Alas, what hope is there for American evangelicalism when such poisonous, spiritual gruel passes for prophetic witness and is guzzled like cool-aid by the average church-goer?
How can God’s people hope to see clearly when their leaders are so willfully blind? How will the people hear truth when their preachers are deaf to any words but their own? How can the church mature when her teachers think and act (and write) like ignorant children?
When pastors like Ronnie persist in leading their congregations ‘round and ‘round in circles, I am not surprised that so much of the church remains confused, dizzy and socially ineffective.

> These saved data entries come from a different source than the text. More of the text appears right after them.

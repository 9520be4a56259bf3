// SPDX-License-Identifier: PMPL-1.0-or-later

//! Translation coverage of one catalog against a reference key set.

use crate::catalog::Catalog;
use serde::Serialize;
use std::collections::HashSet;

/// Per-status message counts.
#[derive(Debug, Clone, Copy, Default, PartialEq, Eq, Serialize)]
pub struct CoverageCounts {
    /// Keys in the reference.
    pub total: usize,
    /// Keys with a finished, non-empty translation.
    pub finished: usize,
    /// Keys present but unfinished or empty.
    pub unfinished: usize,
    /// Keys absent from the candidate.
    pub missing: usize,
    /// Obsolete or vanished entries carried by the candidate.
    pub obsolete: usize,
}

impl CoverageCounts {
    /// Finished share of `total`, as a percentage.
    pub fn percent(&self) -> f64 {
        if self.total == 0 {
            100.0
        } else {
            self.finished as f64 * 100.0 / self.total as f64
        }
    }

    fn add(&mut self, other: &CoverageCounts) {
        self.total += other.total;
        self.finished += other.finished;
        self.unfinished += other.unfinished;
        self.missing += other.missing;
        self.obsolete += other.obsolete;
    }
}

#[derive(Debug, Clone, Serialize)]
pub struct ContextCoverage {
    pub name: String,
    #[serde(flatten)]
    pub counts: CoverageCounts,
}

/// A reference key with no entry in the candidate.
#[derive(Debug, Clone, PartialEq, Eq, Serialize)]
pub struct MissingKey {
    pub context: String,
    pub source: String,
    #[serde(skip_serializing_if = "Option::is_none")]
    pub comment: Option<String>,
}

#[derive(Debug, Clone, Serialize)]
pub struct CoverageReport {
    pub generated_at: String,
    pub candidate: String,
    #[serde(skip_serializing_if = "Option::is_none")]
    pub reference: Option<String>,
    #[serde(skip_serializing_if = "Option::is_none")]
    pub language: Option<String>,
    pub totals: CoverageCounts,
    pub percent: f64,
    pub contexts: Vec<ContextCoverage>,
    pub missing: Vec<MissingKey>,
}

/// Measure `candidate` against the live keys of `reference`.
///
/// Without a reference the candidate is measured against its own keys,
/// so nothing can be missing.
pub fn coverage(candidate: &Catalog, reference: Option<&Catalog>) -> CoverageReport {
    let keys_from = reference.unwrap_or(candidate);
    let mut contexts = Vec::new();
    let mut missing = Vec::new();
    let mut totals = CoverageCounts::default();

    for context in keys_from.contexts() {
        let mut counts = CoverageCounts::default();
        for message in context.live_messages() {
            counts.total += 1;
            match candidate.find(context.name(), &message.source, message.comment.as_deref()) {
                Some(found) if found.is_finished() => counts.finished += 1,
                Some(_) => counts.unfinished += 1,
                None => {
                    counts.missing += 1;
                    missing.push(MissingKey {
                        context: context.name().to_string(),
                        source: message.source.clone(),
                        comment: message.comment.clone(),
                    });
                }
            }
        }
        counts.obsolete = obsolete_in(candidate, context.name());
        totals.add(&counts);
        contexts.push(ContextCoverage {
            name: context.name().to_string(),
            counts,
        });
    }

    // Contexts only the candidate still carries hold nothing but leftovers.
    let seen: HashSet<&str> = keys_from.contexts().iter().map(|c| c.name()).collect();
    for context in candidate.contexts() {
        if seen.contains(context.name()) {
            continue;
        }
        let obsolete = obsolete_in(candidate, context.name());
        if obsolete > 0 {
            let counts = CoverageCounts {
                obsolete,
                ..CoverageCounts::default()
            };
            totals.add(&counts);
            contexts.push(ContextCoverage {
                name: context.name().to_string(),
                counts,
            });
        }
    }

    tracing::debug!(
        candidate = candidate.origin(),
        total = totals.total,
        finished = totals.finished,
        missing = totals.missing,
        "computed coverage"
    );

    CoverageReport {
        generated_at: chrono::Utc::now().to_rfc3339(),
        candidate: candidate.origin().to_string(),
        reference: reference.map(|r| r.origin().to_string()),
        language: candidate.language().map(str::to_string),
        percent: totals.percent(),
        totals,
        contexts,
        missing,
    }
}

fn obsolete_in(catalog: &Catalog, context: &str) -> usize {
    catalog
        .context(context)
        .map(|c| c.messages().iter().filter(|m| !m.is_live()).count())
        .unwrap_or(0)
}

#[cfg(test)]
mod tests {
    use super::*;
    use crate::types::{Message, TranslationStatus};

    fn reference() -> Catalog {
        let mut catalog = Catalog::new(Some("zh_CN"));
        for (source, comment) in [
            ("起始时间: ", "f_start_time"),
            ("小时", "f_time_hour"),
            ("天", "f_time_day"),
        ] {
            catalog
                .insert("SidePanel", Message::new(source, Some(comment), source))
                .unwrap();
        }
        catalog
            .insert("AxisConfigPanel", Message::new("自动", Some("f_auto"), "自动"))
            .unwrap();
        catalog
    }

    fn candidate() -> Catalog {
        let mut catalog = Catalog::new(Some("en_US"));
        catalog
            .insert("SidePanel", Message::new("起始时间: ", Some("f_start_time"), "Start Time"))
            .unwrap();
        catalog
            .insert(
                "SidePanel",
                Message::new("小时", Some("f_time_hour"), "")
                    .with_status(TranslationStatus::Unfinished),
            )
            .unwrap();
        catalog
            .insert(
                "SidePanel",
                Message::new("周", Some("f_time_week"), "Week")
                    .with_status(TranslationStatus::Obsolete),
            )
            .unwrap();
        catalog
            .insert(
                "LegacyPanel",
                Message::new("旧", None, "Old").with_status(TranslationStatus::Vanished),
            )
            .unwrap();
        catalog
    }

    #[test]
    fn counts_against_reference() {
        let report = coverage(&candidate(), Some(&reference()));
        assert_eq!(
            report.totals,
            CoverageCounts {
                total: 4,
                finished: 1,
                unfinished: 1,
                missing: 2,
                obsolete: 2,
            }
        );
        assert_eq!(report.percent, 25.0);
        assert_eq!(report.contexts.len(), 3);
        assert_eq!(report.contexts[2].name, "LegacyPanel");
        assert_eq!(
            report.missing[0],
            MissingKey {
                context: "SidePanel".into(),
                source: "天".into(),
                comment: Some("f_time_day".into()),
            }
        );
    }

    #[test]
    fn self_coverage_has_no_missing_keys() {
        let report = coverage(&candidate(), None);
        assert_eq!(report.totals.total, 2);
        assert_eq!(report.totals.missing, 0);
        assert!(report.missing.is_empty());
        assert!(report.reference.is_none());
    }

    #[test]
    fn empty_catalog_is_fully_covered() {
        let report = coverage(&Catalog::new(None), None);
        assert_eq!(report.percent, 100.0);
    }
}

The pastor of Cross Church is at cross purposes with himself, for he represents the most common theological confusions of American evangelicals, all of which I disentangle in my book, I Pledge Allegiance: A Believer’s Guide to Kingdom Citizenship in 21st Century America (Eerdmans, 2018). At the heart of this confusion is his mashing together of church and state which is then sifted through the grotesque assumption that God is a Republican who voted for Donald Trump.

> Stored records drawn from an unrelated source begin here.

// SPDX-License-Identifier: PMPL-1.0-or-later

//! Numerus form selection.
//!
//! A `numerus="yes"` message stores one `<numerusform>` per plural form of
//! the target language, in the order Qt Linguist presents them. The rule
//! only has to map a count to an index into that list.

use serde::{Deserialize, Serialize};

/// Plural rule families, keyed by language.
#[derive(Debug, Clone, Copy, PartialEq, Eq, Hash, Serialize, Deserialize)]
pub enum PluralRule {
    /// One form for every count (Chinese, Japanese, Korean, ...).
    Single,
    /// `1` vs everything else (English, German, Spanish, ...).
    OneOther,
    /// `0` and `1` share the singular (French, Brazilian Portuguese).
    French,
    /// Russian-style three forms on the last two digits.
    Slavic,
    /// Polish three forms.
    Polish,
    /// Czech/Slovak: `1`, `2..=4`, other.
    Czech,
}

impl PluralRule {
    /// Rule for a language subtag, with an optional territory.
    pub fn for_language(language: &str, territory: Option<&str>) -> Self {
        match (language, territory) {
            ("zh" | "ja" | "ko" | "vi" | "th" | "id" | "ms", _) => PluralRule::Single,
            ("fr", _) | ("pt", Some("BR")) => PluralRule::French,
            ("ru" | "uk" | "be" | "sr" | "hr" | "bs", _) => PluralRule::Slavic,
            ("pl", _) => PluralRule::Polish,
            ("cs" | "sk", _) => PluralRule::Czech,
            _ => PluralRule::OneOther,
        }
    }

    /// Number of forms this rule distinguishes.
    pub fn form_count(&self) -> usize {
        match self {
            PluralRule::Single => 1,
            PluralRule::OneOther | PluralRule::French => 2,
            PluralRule::Slavic | PluralRule::Polish | PluralRule::Czech => 3,
        }
    }

    /// Form index for `n`.
    pub fn index(&self, n: u64) -> usize {
        let mod10 = n % 10;
        let mod100 = n % 100;
        match self {
            PluralRule::Single => 0,
            PluralRule::OneOther => usize::from(n != 1),
            PluralRule::French => usize::from(n > 1),
            PluralRule::Slavic => {
                if mod10 == 1 && mod100 != 11 {
                    0
                } else if (2..=4).contains(&mod10) && !(12..=14).contains(&mod100) {
                    1
                } else {
                    2
                }
            }
            PluralRule::Polish => {
                if n == 1 {
                    0
                } else if (2..=4).contains(&mod10) && !(12..=14).contains(&mod100) {
                    1
                } else {
                    2
                }
            }
            PluralRule::Czech => match n {
                1 => 0,
                2..=4 => 1,
                _ => 2,
            },
        }
    }

    /// Pick the form for `n`, clamping to the last available form.
    pub fn select<'a>(&self, forms: &'a [String], n: u64) -> Option<&'a str> {
        let last = forms.len().checked_sub(1)?;
        forms.get(self.index(n).min(last)).map(String::as_str)
    }
}

impl Default for PluralRule {
    fn default() -> Self {
        PluralRule::OneOther
    }
}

Let’s not be so naïve as to think that Ronnie’s lament over “division and hatefulness” while facing “the most dangerous times across the globe,” dealing with “the disappointment of our political leaders not working together for the common good” is anything other than the predictably partisan judgments of a Trump-loyalist. For people like Ronnie, healing national divisions for the common good means falling into lock-step behind an obscene, racist, malignantly narcissistic president and then following him anywhere like dumb lemmings running to the cliff.
But these political errors are the easy-to-see, low-hanging fruit.

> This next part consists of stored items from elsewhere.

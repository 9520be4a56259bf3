// SPDX-License-Identifier: PMPL-1.0-or-later

//! Console formatting for check results and coverage

use crate::check::{CheckOutcome, CheckSummary};
use crate::coverage::CoverageReport;
use colored::*;
use std::fmt::Write;

pub struct ReportFormatter {
    verbose: bool,
}

impl ReportFormatter {
    pub fn new() -> Self {
        Self { verbose: false }
    }

    pub fn verbose(mut self, verbose: bool) -> Self {
        self.verbose = verbose;
        self
    }

    pub fn print_check(&self, outcomes: &[CheckOutcome]) {
        let failed = outcomes.iter().filter(|o| o.result.is_err()).count();
        for outcome in outcomes {
            match &outcome.result {
                Ok(summary) => {
                    println!("{} {}", "ok".green().bold(), outcome.path.display());
                    if self.verbose {
                        self.print_summary(summary);
                    }
                }
                Err(message) => {
                    println!("{} {}", "FAIL".red().bold(), outcome.path.display());
                    println!("    {}", message.red());
                }
            }
        }
        println!();
        let line = format!(
            "{} file(s) checked, {} failed",
            outcomes.len(),
            failed
        );
        if failed == 0 {
            println!("{}", line.green());
        } else {
            println!("{}", line.red().bold());
        }
    }

    fn print_summary(&self, summary: &CheckSummary) {
        println!(
            "    language: {}",
            summary.language.as_deref().unwrap_or("-")
        );
        println!(
            "    contexts: {}  messages: {}  unfinished: {}  obsolete: {}",
            summary.contexts, summary.messages, summary.unfinished, summary.obsolete
        );
        println!("    fingerprint: {}", summary.fingerprint.dimmed());
    }

    pub fn print_coverage(&self, report: &CoverageReport) {
        println!("\n{}", "=== TRANSLATION COVERAGE ===".bold().cyan());
        println!("  Catalog: {}", report.candidate);
        if let Some(reference) = &report.reference {
            println!("  Reference: {}", reference);
        }
        println!();

        for context in &report.contexts {
            let counts = &context.counts;
            let percent = format!("{:5.1}%", counts.percent());
            let percent = if counts.missing > 0 {
                percent.red()
            } else if counts.unfinished > 0 {
                percent.yellow()
            } else {
                percent.green()
            };
            println!(
                "  {} {:<28} {:>4}/{:<4} unfinished {:>3}  missing {:>3}  obsolete {:>3}",
                percent,
                context.name.bold(),
                counts.finished,
                counts.total,
                counts.unfinished,
                counts.missing,
                counts.obsolete
            );
        }

        if self.verbose && !report.missing.is_empty() {
            println!();
            println!("  {}", "Missing:".yellow().bold());
            for key in &report.missing {
                match &key.comment {
                    Some(comment) => println!("    - {} / {:?} ({})", key.context, key.source, comment),
                    None => println!("    - {} / {:?}", key.context, key.source),
                }
            }
        }

        let score_color = if report.percent >= 95.0 {
            "green"
        } else if report.percent >= 60.0 {
            "yellow"
        } else {
            "red"
        };
        println!();
        println!(
            "  Overall: {} ({} of {} finished)",
            format!("{:.1}%", report.percent).color(score_color).bold(),
            report.totals.finished,
            report.totals.total
        );
    }

    /// Plain-text coverage table for files.
    pub fn coverage_text(&self, report: &CoverageReport) -> String {
        let mut out = String::new();
        let _ = writeln!(out, "catalog: {}", report.candidate);
        if let Some(reference) = &report.reference {
            let _ = writeln!(out, "reference: {}", reference);
        }
        let _ = writeln!(out, "generated: {}", report.generated_at);
        for context in &report.contexts {
            let c = &context.counts;
            let _ = writeln!(
                out,
                "{:6.1}% {} finished={} unfinished={} missing={} obsolete={} total={}",
                c.percent(),
                context.name,
                c.finished,
                c.unfinished,
                c.missing,
                c.obsolete,
                c.total
            );
        }
        for key in &report.missing {
            let _ = writeln!(
                out,
                "missing: {} {:?}{}",
                key.context,
                key.source,
                key.comment
                    .as_deref()
                    .map(|c| format!(" ({c})"))
                    .unwrap_or_default()
            );
        }
        let _ = writeln!(
            out,
            "overall: {:.1}% ({}/{})",
            report.percent, report.totals.finished, report.totals.total
        );
        out
    }
}

impl Default for ReportFormatter {
    fn default() -> Self {
        Self::new()
    }
}

#[cfg(test)]
mod tests {
    use super::*;
    use crate::catalog::Catalog;
    use crate::coverage::coverage;
    use crate::types::Message;

    #[test]
    fn text_table_lists_contexts_and_missing_keys() {
        let mut reference = Catalog::new(Some("zh_CN"));
        reference
            .insert("SidePanel", Message::new("小时", Some("f_time_hour"), "小时"))
            .unwrap();
        reference
            .insert("SidePanel", Message::new("天", Some("f_time_day"), "天"))
            .unwrap();
        let mut candidate = Catalog::new(Some("en_US"));
        candidate
            .insert("SidePanel", Message::new("小时", Some("f_time_hour"), "Hour"))
            .unwrap();

        let text = ReportFormatter::new().coverage_text(&coverage(&candidate, Some(&reference)));
        assert!(text.contains(" 50.0% SidePanel finished=1 unfinished=0 missing=1"));
        assert!(text.contains("missing: SidePanel \"天\" (f_time_day)"));
        assert!(text.contains("overall: 50.0% (1/2)"));
    }
}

Let’s move on to grab hold of the more substantial core of Ronnie’s theological errors. Errors that identify him as only one more false prophet in the American pantheon of wolves dressed in sheep’s clothing defrauding God’s flock.
The tell-tale sign that Ronnie is up to no good appears with his blatantly utilitarian view of the gospel. Notice that his ultimate objective for preaching the good news of Jesus Christ is not to glorify God or to expand God’s kingdom. Those are merely penultimate goals. Excellent goals, certainly, but not the final goal.
No, the final objective for Ronnie and his misguided kinfolk is the unification of America’s body-politic behind the president and his policies. (Again, we will leave aside how shockingly immoral many of Trump’s policies are.) What evidence will finally tell us that America’s “spiritual breakthrough” has arrived? Well, we will see (1) a renewed political scene that is (2) free of partisanship (3) with “political leaders working together for the common good of our nation.”
When these things happen, then we can know that the America church has “received a spiritual visitation by the Holy Spirit” (what other kind of visitation would the Holy Spirit make?) that has “called it out of its lukewarm status.” So the Holy Spirit will work in America as in ancient Israel. The Spirit’s task is to unite the nation. The church and the gospel are tools for achieving that greater end.
But Ronnie’s vision confuses the church with the world and the world with the church. God’s people are called to become strangers and aliens within American society. Proclaiming the saving work of Jesus’ death and resurrection recruits new citizens into God’s kingdom who will demonstrate their newfound redemption by their own transformation into strangers and aliens.
Declaring the gospel of Jesus Christ honestly will highlight the stark contrasts between the church and this fallen world. It will never bring them closer together. Gospel preaching is nothing if not a heavenly bombardment that destroys our flesh-pot idols of civil religion, nationalism, and salvation by politics. Genuine followers of Jesus are not deceived by this ancient, beastly triumvirate of bogus, copy-cat Christianity.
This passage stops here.